Additionally, he said, professionals working on more complex projects have historically used Home Depot like a convenience store, purchasing only a few items. Devine said this gives Home Depot a lot of room to grow as it adds the ability to handle entire orders from professionals.
DIY customers, on the other hand, become harder to sell. In recent quarters, they have reduced discretionary purchases and tackled smaller residential projects. The company said on an earnings call last month that large transactions, defined as those with a price of more than $1,000, fell nearly 7% in the fourth quarter from the same period last year.
Home Depot is changing other aspects of its business to support professionals working on complex and expensive projects. Devine said the company is piloting a program to offer trade credit to professionals, which means Home Depot underwrites large orders and won’t charge professional customers until the goods are delivered – a common standard in the industry .
The retailer has also expanded its professional sales team. It also adds digital and personalization features for professionals, such as tools to help manage complex orders and a loyalty program that offers benefits.

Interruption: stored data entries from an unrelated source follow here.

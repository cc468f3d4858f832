//! Progress events and the single-consumer event bus.
//!
//! A pipeline runs as a background producer and publishes typed
//! [`StreamEvent`]s; one consumer drains them through [`EventBus::consume`]
//! and forwards them to the client. The bus owns the streaming lifecycle:
//!
//! - `open()` starts a stream and discards leftovers from a stream that was
//!   never drained
//! - `publish()` is ignored unless a stream is open (`end_of_stream` is always
//!   accepted so a lingering consumer can terminate)
//! - `close()` enqueues the terminal `end_of_stream` event
//!
//! A single mutex guards the flag and the queue and is never held across an
//! await point. Waiting consumers are woken through a [`Notify`], with a
//! bounded wait so a cancelled consumer is observed promptly.

use chrono::{DateTime, Utc};
use futures::Stream;
use serde::{Deserialize, Serialize};
use std::collections::VecDeque;
use std::pin::Pin;
use std::sync::{Arc, Mutex, MutexGuard};
use std::time::Duration;
use tokio::sync::Notify;
use tracing::{debug, warn};

/// What a [`StreamEvent`] reports.
#[derive(Debug, Clone, Copy, PartialEq, Eq, Hash, Serialize, Deserialize)]
#[serde(rename_all = "snake_case")]
pub enum EventKind {
    /// A pipeline stage started or finished
    Status,
    /// Intermediate reasoning ("Generating query...")
    Thinking,
    /// A fragment of the user-facing answer
    PartialAnswer,
    /// A candidate statement was produced
    QueryEmitted,
    /// A candidate statement was judged
    ValidationOutcome,
    /// Records matching the accepted statement
    DataRetrieved,
    /// Personalized outbound channel messages
    ChannelContent,
    Error,
    /// Always the last event of a stream
    EndOfStream,
}

impl EventKind {
    /// Wire name for this kind.
    pub fn as_str(&self) -> &'static str {
        match self {
            Self::Status => "status",
            Self::Thinking => "thinking",
            Self::PartialAnswer => "partial_answer",
            Self::QueryEmitted => "query_emitted",
            Self::ValidationOutcome => "validation_outcome",
            Self::DataRetrieved => "data_retrieved",
            Self::ChannelContent => "channel_content",
            Self::Error => "error",
            Self::EndOfStream => "end_of_stream",
        }
    }
}

impl std::fmt::Display for EventKind {
    fn fmt(&self, f: &mut std::fmt::Formatter<'_>) -> std::fmt::Result {
        f.write_str(self.as_str())
    }
}

/// A typed progress event.
#[derive(Debug, Clone, Serialize, Deserialize)]
pub struct StreamEvent {
    pub kind: EventKind,

    /// Human-readable text
    pub content: String,

    /// Structured data (statement, rows, outcome, ...)
    #[serde(default, skip_serializing_if = "Option::is_none")]
    pub payload: Option<serde_json::Map<String, serde_json::Value>>,

    /// Ties the event to the request that produced it
    #[serde(default, skip_serializing_if = "Option::is_none")]
    pub correlation_id: Option<String>,

    pub timestamp: DateTime<Utc>,
}

impl StreamEvent {
    pub fn new(kind: EventKind, content: impl Into<String>) -> Self {
        Self {
            kind,
            content: content.into(),
            payload: None,
            correlation_id: None,
            timestamp: Utc::now(),
        }
    }

    pub fn status(content: impl Into<String>) -> Self {
        Self::new(EventKind::Status, content)
    }

    pub fn thinking(content: impl Into<String>) -> Self {
        Self::new(EventKind::Thinking, content)
    }

    pub fn error(content: impl Into<String>) -> Self {
        Self::new(EventKind::Error, content)
    }

    pub fn end_of_stream() -> Self {
        Self::new(EventKind::EndOfStream, "Stream completed")
    }

    /// Attach a payload. Non-object values are wrapped as `{"value": ...}`.
    pub fn with_payload(mut self, payload: serde_json::Value) -> Self {
        self.payload = Some(match payload {
            serde_json::Value::Object(map) => map,
            other => {
                let mut map = serde_json::Map::new();
                map.insert("value".into(), other);
                map
            }
        });
        self
    }

    pub fn with_correlation_id(mut self, id: Option<&str>) -> Self {
        self.correlation_id = id.map(String::from);
        self
    }

    pub fn is_terminal(&self) -> bool {
        self.kind == EventKind::EndOfStream
    }

    /// Serialize into a wire frame.
    pub fn to_frame(&self) -> Result<SseFrame, serde_json::Error> {
        Ok(SseFrame {
            event: self.kind.as_str(),
            data: serde_json::to_string(self)?,
        })
    }
}

/// One framed record: the event kind and its JSON body.
#[derive(Debug, Clone, PartialEq)]
pub struct SseFrame {
    pub event: &'static str,
    pub data: String,
}

impl SseFrame {
    /// `kind: payload` line form used by line-oriented clients.
    pub fn to_line(&self) -> String {
        format!("{}: {}", self.event, self.data)
    }

    /// Frame `event`, substituting an `error` frame (or a bare
    /// `end_of_stream`) if it cannot be serialized.
    pub fn from_event(event: &StreamEvent) -> Self {
        match event.to_frame() {
            Ok(frame) => frame,
            Err(e) => {
                warn!(kind = %event.kind, error = %e, "Event serialization failed");
                Self::substitute_for(event, &e.to_string())
            }
        }
    }

    /// Frame used when an event could not be serialized.
    fn substitute_for(event: &StreamEvent, reason: &str) -> Self {
        let replacement = if event.is_terminal() {
            StreamEvent::end_of_stream()
        } else {
            StreamEvent::error(format!("Failed to serialize {} event: {reason}", event.kind))
        };
        let data = serde_json::to_string(&replacement).unwrap_or_else(|_| {
            format!(r#"{{"kind":"{}","content":"unserializable event"}}"#, replacement.kind)
        });
        Self {
            event: replacement.kind.as_str(),
            data,
        }
    }
}

/// A boxed stream of events, owned by the consumer.
pub type EventStream = Pin<Box<dyn Stream<Item = StreamEvent> + Send>>;

/// A boxed stream of wire frames.
pub type FrameStream = Pin<Box<dyn Stream<Item = SseFrame> + Send>>;

#[derive(Debug, Default)]
struct BusState {
    streaming: bool,
    queue: VecDeque<StreamEvent>,
}

/// Process-local, single-consumer progress channel.
pub struct EventBus {
    state: Mutex<BusState>,
    notify: Notify,
    poll_interval: Duration,
}

impl EventBus {
    /// Create a bus whose consumer re-checks the queue at least every `poll_interval`.
    pub fn new(poll_interval: Duration) -> Self {
        Self {
            state: Mutex::new(BusState::default()),
            notify: Notify::new(),
            poll_interval,
        }
    }

    fn lock(&self) -> MutexGuard<'_, BusState> {
        self.state.lock().unwrap_or_else(|poisoned| poisoned.into_inner())
    }

    /// Start streaming. Stale events left by an undrained stream are dropped.
    /// Does nothing if a stream is already open.
    pub fn open(&self) {
        let mut state = self.lock();
        if !state.streaming {
            let stale = state.queue.len();
            state.queue.clear();
            state.streaming = true;
            if stale > 0 {
                debug!(stale, "Discarded events from an undrained stream");
            }
        }
    }

    /// Enqueue an event. Returns whether it was accepted.
    pub fn publish(&self, event: StreamEvent) -> bool {
        {
            let mut state = self.lock();
            if !state.streaming && !event.is_terminal() {
                debug!(kind = %event.kind, "Dropping event published outside a stream");
                return false;
            }
            state.queue.push_back(event);
        }
        self.notify.notify_one();
        true
    }

    /// Enqueue `end_of_stream` and stop accepting events.
    pub fn close(&self) {
        {
            let mut state = self.lock();
            if !state.streaming {
                warn!("close() called while not streaming");
                return;
            }
            state.queue.push_back(StreamEvent::end_of_stream());
            state.streaming = false;
        }
        self.notify.notify_one();
    }

    pub fn is_streaming(&self) -> bool {
        self.lock().streaming
    }

    /// Number of queued, undelivered events.
    pub fn pending(&self) -> usize {
        self.lock().queue.len()
    }

    fn stop(&self) {
        self.lock().streaming = false;
    }

    fn next_ready(&self) -> Next {
        let mut state = self.lock();
        match state.queue.pop_front() {
            Some(event) => Next::Event(event),
            None if !state.streaming => Next::Finished,
            None => Next::Empty,
        }
    }

    /// Open the bus and drain it as a lazy stream.
    ///
    /// The stream ends right after `end_of_stream`, or as soon as the queue is
    /// empty and the bus is no longer streaming. Dropping the stream stops the
    /// bus, so a producer that outlives its consumer publishes into nothing.
    pub fn consume(self: &Arc<Self>) -> EventStream {
        self.open();
        let drain = Drain {
            bus: self.clone(),
            finished: false,
            _stop: StopOnDrop(self.clone()),
        };

        Box::pin(futures::stream::unfold(drain, |mut drain| async move {
            loop {
                if drain.finished {
                    return None;
                }
                match drain.bus.next_ready() {
                    Next::Event(event) => {
                        drain.finished = event.is_terminal();
                        return Some((event, drain));
                    }
                    Next::Finished => return None,
                    Next::Empty => {
                        let _ = tokio::time::timeout(
                            drain.bus.poll_interval,
                            drain.bus.notify.notified(),
                        )
                        .await;
                    }
                }
            }
        }))
    }

    /// [`consume`](Self::consume) mapped to wire frames.
    ///
    /// An event that fails to serialize is logged and replaced by an `error`
    /// frame; the stream itself keeps going.
    pub fn frames(self: &Arc<Self>) -> FrameStream {
        use futures::StreamExt;

        Box::pin(self.consume().map(|event| SseFrame::from_event(&event)))
    }
}

impl Default for EventBus {
    fn default() -> Self {
        Self::new(Duration::from_millis(10))
    }
}

enum Next {
    Event(StreamEvent),
    Empty,
    Finished,
}

struct Drain {
    bus: Arc<EventBus>,
    finished: bool,
    _stop: StopOnDrop,
}

struct StopOnDrop(Arc<EventBus>);

impl Drop for StopOnDrop {
    fn drop(&mut self) {
        self.0.stop();
    }
}

#[cfg(test)]
mod tests {
    use super::*;
    use futures::StreamExt;

    fn bus() -> Arc<EventBus> {
        Arc::new(EventBus::new(Duration::from_millis(5)))
    }

    #[test]
    fn publish_before_open_is_dropped() {
        let bus = bus();
        assert!(!bus.publish(StreamEvent::status("too early")));
        assert_eq!(bus.pending(), 0);
    }

    #[test]
    fn end_of_stream_always_accepted() {
        let bus = bus();
        assert!(bus.publish(StreamEvent::end_of_stream()));
        assert_eq!(bus.pending(), 1);
    }

    #[test]
    fn open_discards_stale_events() {
        let bus = bus();
        bus.publish(StreamEvent::end_of_stream());
        bus.open();
        assert_eq!(bus.pending(), 0);
        assert!(bus.is_streaming());
    }

    #[test]
    fn open_is_idempotent_while_streaming() {
        let bus = bus();
        bus.open();
        bus.publish(StreamEvent::status("kept"));
        bus.open();
        assert_eq!(bus.pending(), 1);
    }

    #[test]
    fn close_when_not_streaming_is_noop() {
        let bus = bus();
        bus.close();
        assert_eq!(bus.pending(), 0);

        bus.open();
        bus.close();
        bus.close();
        assert_eq!(bus.pending(), 1);
        assert!(!bus.is_streaming());
    }

    #[tokio::test]
    async fn consume_preserves_order_and_ends_once() {
        let bus = bus();
        bus.open();

        let producer = {
            let bus = bus.clone();
            tokio::spawn(async move {
                for i in 0..20 {
                    bus.publish(StreamEvent::thinking(format!("step {i}")));
                    if i % 5 == 0 {
                        tokio::time::sleep(Duration::from_millis(2)).await;
                    }
                }
                bus.close();
                bus.publish(StreamEvent::status("after close"));
            })
        };

        let events: Vec<StreamEvent> = bus.consume().collect().await;
        producer.await.unwrap();

        assert_eq!(events.len(), 21);
        for (i, event) in events.iter().take(20).enumerate() {
            assert_eq!(event.content, format!("step {i}"));
        }
        let terminal = events.iter().filter(|e| e.is_terminal()).count();
        assert_eq!(terminal, 1);
        assert!(events.last().unwrap().is_terminal());
    }

    #[tokio::test]
    async fn nothing_delivered_after_end_of_stream() {
        let bus = bus();
        bus.open();
        bus.close();
        // A stray terminal event lands behind the first one.
        bus.publish(StreamEvent::end_of_stream());

        let mut stream = bus.consume();
        // consume() re-opened a closed bus, so the queued events were stale.
        bus.publish(StreamEvent::status("fresh"));
        bus.close();
        bus.publish(StreamEvent::end_of_stream());

        let first = stream.next().await.unwrap();
        assert_eq!(first.content, "fresh");
        assert!(stream.next().await.unwrap().is_terminal());
        assert!(stream.next().await.is_none());
    }

    #[tokio::test]
    async fn dropping_consumer_stops_the_bus() {
        let bus = bus();
        let stream = bus.consume();
        assert!(bus.is_streaming());
        drop(stream);
        assert!(!bus.is_streaming());
        assert!(!bus.publish(StreamEvent::status("nobody listening")));
    }

    #[tokio::test]
    async fn frames_end_with_end_of_stream() {
        let bus = bus();
        bus.open();
        bus.publish(
            StreamEvent::new(EventKind::QueryEmitted, "candidate")
                .with_payload(serde_json::json!({"statement": "SELECT 1"}))
                .with_correlation_id(Some("req-1")),
        );
        bus.close();

        let frames: Vec<SseFrame> = bus.frames().collect().await;
        assert_eq!(frames.len(), 2);
        assert_eq!(frames[0].event, "query_emitted");
        assert!(frames[0].data.contains("SELECT 1"));
        assert!(frames[0].data.contains("req-1"));
        assert_eq!(frames[1].event, "end_of_stream");
        assert!(frames[1].to_line().starts_with("end_of_stream: {"));
    }

    #[test]
    fn substitute_frame_keeps_terminal_kind() {
        let frame = SseFrame::substitute_for(&StreamEvent::end_of_stream(), "boom");
        assert_eq!(frame.event, "end_of_stream");
        let frame = SseFrame::substitute_for(&StreamEvent::status("x"), "boom");
        assert_eq!(frame.event, "error");
        assert!(frame.data.contains("boom"));
    }

    #[test]
    fn scalar_payload_is_wrapped() {
        let event = StreamEvent::status("n").with_payload(serde_json::json!(3));
        assert_eq!(event.payload.unwrap()["value"], 3);
    }
}
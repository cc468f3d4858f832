//! Text-completion provider implementations for Quarry.
//!
//! All providers implement the `quarry_core::Provider` trait.
//! [`build_from_config`] constructs the configured one.

pub mod openai_compat;

pub use openai_compat::OpenAiCompatProvider;

use quarry_config::ProviderConfig;
use quarry_core::Provider;
use quarry_core::error::ProviderError;
use std::sync::Arc;

/// Build the provider described by `config`.
///
/// A missing API key is only accepted for local endpoints, which commonly
/// run without authentication.
pub fn build_from_config(config: &ProviderConfig) -> Result<Arc<dyn Provider>, ProviderError> {
    let api_key = match &config.api_key {
        Some(key) => key.clone(),
        None if is_local(&config.base_url) => String::new(),
        None => {
            return Err(ProviderError::NotConfigured(
                "no API key; set QUARRY_API_KEY or OPENAI_API_KEY".into(),
            ));
        }
    };

    let provider = OpenAiCompatProvider::new(config.name.clone(), config.base_url.clone(), api_key)?;
    tracing::debug!(provider = %config.name, base_url = %config.base_url, "Provider configured");
    Ok(Arc::new(provider))
}

fn is_local(base_url: &str) -> bool {
    base_url.contains("://localhost") || base_url.contains("://127.0.0.1")
}
//! Error types for the Quarry domain.
//!
//! Uses `thiserror` for ergonomic error definitions.
//! Each bounded context has its own error variant.

use thiserror::Error;

/// The top-level error type for Quarry operations.
#[derive(Debug, Error)]
pub enum Error {
    // --- Provider errors ---
    #[error("Provider error: {0}")]
    Provider(#[from] ProviderError),

    // --- Storage errors ---
    #[error("Storage error: {0}")]
    Storage(#[from] StorageError),

    // --- Configuration errors ---
    #[error("Configuration error: {message}")]
    Config { message: String },

    // --- Serialization ---
    #[error("Serialization error: {0}")]
    Serialization(#[from] serde_json::Error),

    // --- Generic ---
    #[error("Internal error: {0}")]
    Internal(String),
}

/// Result type alias using our Error.
pub type Result<T> = std::result::Result<T, Error>;

// --- Bounded context errors ---

#[derive(Debug, Clone, Error)]
pub enum ProviderError {
    #[error("API request failed: {message} (status: {status_code})")]
    ApiError {
        status_code: u16,
        message: String,
    },

    #[error("Rate limited by provider, retry after {retry_after_secs}s")]
    RateLimited { retry_after_secs: u64 },

    #[error("Authentication failed: {0}")]
    AuthenticationFailed(String),

    #[error("Stream interrupted: {0}")]
    StreamInterrupted(String),

    #[error("Provider not configured: {0}")]
    NotConfigured(String),

    #[error("Request timed out: {0}")]
    Timeout(String),

    #[error("Network error: {0}")]
    Network(String),

    #[error("Empty completion")]
    EmptyCompletion,
}

#[derive(Debug, Clone, Error)]
pub enum StorageError {
    #[error("Connection failed: {0}")]
    Connection(String),

    #[error("Statement rejected: {0}")]
    Rejected(String),

    #[error("Query failed: {0}")]
    QueryFailed(String),

    #[error("Migration failed: {0}")]
    MigrationFailed(String),
}
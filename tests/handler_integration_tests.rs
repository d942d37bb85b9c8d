use async_trait::async_trait;
use axum::{
    Json,
    body::Body,
    extract::State,
    http::{Method, Request, StatusCode, header},
};
use chrono::{Duration, Utc};
use member_portal::{
    AppState,
    auth::{ActionError, ActionUser, hash_password},
    config::{AppConfig, Env},
    create_router, handlers,
    models::{
        DashboardData, LoginRequest, NewUser, RegisterRequest, Session,
        UpdateDisplayNameRequest, User, UserCredentials,
    },
    repository::Repository,
    session::{SESSION_COOKIE, SessionStore},
};
use std::sync::{
    Arc, Mutex,
    atomic::{AtomicBool, AtomicUsize, Ordering},
};
use tower::ServiceExt;
use uuid::Uuid;

// --- MOCK REPOSITORY IMPLEMENTATION ---

// This struct is the central control point for testing handler logic.
// Handlers rely on traits, so we mock the trait implementation. Canned outputs are
// plain fields; the write counter exists so tests can prove a rejected action never
// reached the repository.
pub struct MockRepoControl {
    pub user_to_return: Option<User>,
    pub credentials_to_return: Option<UserCredentials>,
    pub created_user: Option<User>,
    pub updated_user: Option<User>,
    pub display_name_writes: AtomicUsize,
    pub last_display_name: Mutex<Option<String>>,
}

impl Default for MockRepoControl {
    fn default() -> Self {
        MockRepoControl {
            user_to_return: Some(member()),
            credentials_to_return: None,
            created_user: Some(member()),
            updated_user: Some(member()),
            display_name_writes: AtomicUsize::new(0),
            last_display_name: Mutex::new(None),
        }
    }
}

#[async_trait]
impl Repository for MockRepoControl {
    async fn get_user(&self, _id: Uuid) -> Option<User> {
        self.user_to_return.clone()
    }
    async fn get_credentials(&self, _email: &str) -> Option<UserCredentials> {
        self.credentials_to_return.clone()
    }
    async fn create_user(&self, _user: NewUser) -> Option<User> {
        self.created_user.clone()
    }
    async fn set_display_name(&self, _user_id: Uuid, display_name: String) -> Option<User> {
        self.display_name_writes.fetch_add(1, Ordering::SeqCst);
        *self.last_display_name.lock().unwrap() = Some(display_name);
        self.updated_user.clone()
    }
}

// --- MOCK SESSION STORE IMPLEMENTATION ---

// Resolution succeeds only for the configured token, which lets tests model the
// no-cookie, stale-cookie, and valid-cookie cases against the same router.
pub struct MockSessionControl {
    pub valid_token: Option<String>,
    pub user: User,
    pub session_to_create: Option<Session>,
    pub destroyed: AtomicBool,
}

impl Default for MockSessionControl {
    fn default() -> Self {
        MockSessionControl {
            valid_token: None,
            user: member(),
            session_to_create: Some(live_session(VALID_TOKEN)),
            destroyed: AtomicBool::new(false),
        }
    }
}

#[async_trait]
impl SessionStore for MockSessionControl {
    async fn resolve_session(&self, token: &str) -> Option<(User, Session)> {
        match &self.valid_token {
            Some(valid) if valid == token => {
                Some((self.user.clone(), live_session(token)))
            }
            _ => None,
        }
    }
    async fn create_session(&self, _user_id: Uuid) -> Option<Session> {
        self.session_to_create.clone()
    }
    async fn destroy_session(&self, _token: &str) -> bool {
        self.destroyed.store(true, Ordering::SeqCst);
        true
    }
    async fn purge_expired(&self) -> u64 {
        0
    }
}

// --- TEST UTILITIES ---

const TEST_ID: Uuid = Uuid::from_u128(123);
const VALID_TOKEN: &str = "valid-session-token";

fn member() -> User {
    User {
        id: TEST_ID,
        email: "member@example.com".to_string(),
        display_name: "Member".to_string(),
        role: "member".to_string(),
    }
}

fn live_session(token: &str) -> Session {
    Session {
        token: token.to_string(),
        user_id: TEST_ID,
        expires_at: Utc::now() + Duration::hours(1),
    }
}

In an interview with CNBC, CEO Ted Decker described Expanding the specialty business is one of three key priorities this year, along with building new stores and creating a more seamless experience for customers.
He said Home Depot is trying to do what it once did in the DIY world into the specialty industry — transforming itself into a one-stop shop.
“Before Home Depot, consumers doing a project would go to all these different stores,” he said. “You have a hardware store. You have a paint store. You have a flooring store. The pros are doing the same thing.”